Assignment :: All lines in the entries below that hold "filter" make up the answer.

(Saved entries)

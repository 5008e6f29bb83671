//! The pipeline runner: source → square → keep evens → two rendered lines.

use std::io::Write;

use tracing::{debug, info};

use crate::config::PipelineConfig;
use crate::error::Result;
use crate::numeric::{is_even, square};
use crate::render::render_line;
use crate::view::{filter, transform};

#[derive(Debug, Clone, Default)]
pub struct PipelineRunner {
    config: PipelineConfig,
}

impl PipelineRunner {
    pub fn new(config: PipelineConfig) -> Self {
        Self { config }
    }

    pub fn config(&self) -> &PipelineConfig {
        &self.config
    }

    pub fn run<W: Write>(&self, out: &mut W) -> Result<()> {
        debug!(numbers = ?self.config.numbers, "building views");

        let squared = transform(self.config.numbers.iter().copied(), square);
        let even_squared = filter(&squared, |n: &i32| is_even(*n));

        let squared_count = render_line(out, &self.config.squared_label, &squared)?;
        let even_count = render_line(out, &self.config.even_label, &even_squared)?;
        out.flush()?;

        info!(squared = squared_count, even = even_count, "pipeline finished");
        Ok(())
    }
}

Solution to this exercise ::
use crate::view::{filter, transform};
        let even_squared = filter(&squared, |n: &i32| is_even(*n));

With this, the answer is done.